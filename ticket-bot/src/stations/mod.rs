//! Station directory.
//!
//! Maps station names and aliases to the provider's numeric station codes.
//! The table is compiled in; nothing here performs I/O.

mod data;
mod directory;

pub use directory::StationDirectory;

/// A station known to the directory.
#[derive(Debug, Clone, Copy, PartialEq, Eq)]
pub struct StationRecord {
    /// Provider station code (e.g. "2900000").
    pub code: &'static str,
    /// Canonical (Uzbek) name, shown on keyboards and listings.
    pub name: &'static str,
    /// English name, also accepted as input.
    pub english_name: &'static str,
    /// Extra lowercase spellings accepted as input.
    pub aliases: &'static [&'static str],
    /// Region (viloyat) the station belongs to.
    pub region: &'static str,
    /// Whether the station is a major stop.
    pub is_major: bool,
}

impl StationRecord {
    /// All spellings this station answers to, not yet normalised.
    pub fn spellings(&self) -> impl Iterator<Item = &'static str> {
        [self.name, self.english_name]
            .into_iter()
            .chain(self.aliases.iter().copied())
    }
}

━━━━━━━━

> ACTIVITY
Nothing but the lines from the beginning of the records through the line with "spellings accepted as input." should appear, each printed exactly.

> SOLVED EXERCISE
filename ticket-bot/src/stations/mod.rs
//! Station directory.
//!
//! Maps station names and aliases to the provider's numeric station codes.
//! The table is compiled in; nothing here performs I/O.

mod data;
mod directory;

pub use directory::StationDirectory;

/// A station known to the directory.
#[derive(Debug, Clone, Copy, PartialEq, Eq)]
pub struct StationRecord {
    /// Provider station code (e.g. "2900000").
    pub code: &'static str,
    /// Canonical (Uzbek) name, shown on keyboards and listings.
    pub name: &'static str,
    /// English name, also accepted as input.
    pub english_name: &'static str,
    /// Extra lowercase spellings accepted as input.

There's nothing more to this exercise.